Mrs. Napier possessed an accomplished musical education, with a deep, rich contralto voice of great power and frequently took part in musical entertainments of public and general interest.

Aided Red Cross
During the Red Cross campaign in Nashville, Mrs. Napier was chosen chairman of a committee of Race women invited by the whites of the city to cooperate with them for Red Cross work. Not only was this work carried out during the entire time of the World war, but other phases of war work were creditably done with Mrs. Napier as the leader.
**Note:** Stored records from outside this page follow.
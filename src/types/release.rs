//! Release resource.

use chrono::{DateTime, Utc};
use serde::{Deserialize, Serialize};

use super::{null_as_empty, parse_timestamp};

/// Activation record pointing at one configuration.
#[derive(Debug, Clone, PartialEq, Eq, Serialize, Deserialize)]
pub struct Release {
    pub sid: String,
    #[serde(default, deserialize_with = "null_as_empty")]
    pub account_sid: String,
    pub configuration_sid: String,
    #[serde(default, deserialize_with = "null_as_empty")]
    pub date_created: String,
}

impl Release {
    pub fn created_at(&self) -> Option<DateTime<Utc>> {
        parse_timestamp(&self.date_created)
    }
}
Although Mrs. Napier, along with other women, was instrumental in bringing the National Association of Colored Women to Nashville in 1897, it was not until the meeting in Buffalo in 1901 that she became an active member. In this meeting she appeared on the program, her subject being “Women’s Domain.” The subject of home-making had always been first and foremost with her. Afterwards when speaking to a friend concerning this paper, she laughingly said, “I put woman in the home and let her stay there.”

Heads Association
Since the Buffalo meeting Mrs. Napier attended every meeting of the National Association of Colored Women and served on some of the most important committees of the organization. On the death of Mary B. Talbert, who was president of the Frederick Douglass Memorial and Historical association, Mrs. Napier became president of the association and it was in this capacity that she was most keenly felt. Through her efforts the Douglass home at Anacostia, Washington, D.C., has become the shrine it was intended to be.

Mr. Napier accompanied her at every meeting of the association. On their return from Fort Worth, Texas last summer the car in which they traveled, accompanied by friends, was struck and both Mr. and Mrs. Napier were injured, he receiving the worst injury, but it was believed that neither was fatally hurt.

Mrs. Napier has labored unceasingly for the growth of the fund for the Frederick Douglass Home and the clubs of Tennessee have rallied to her wonderfully well, as have the clubs of other states. It will be her work for the Douglass Home for which she will be longest remembered for it has been most exceptional.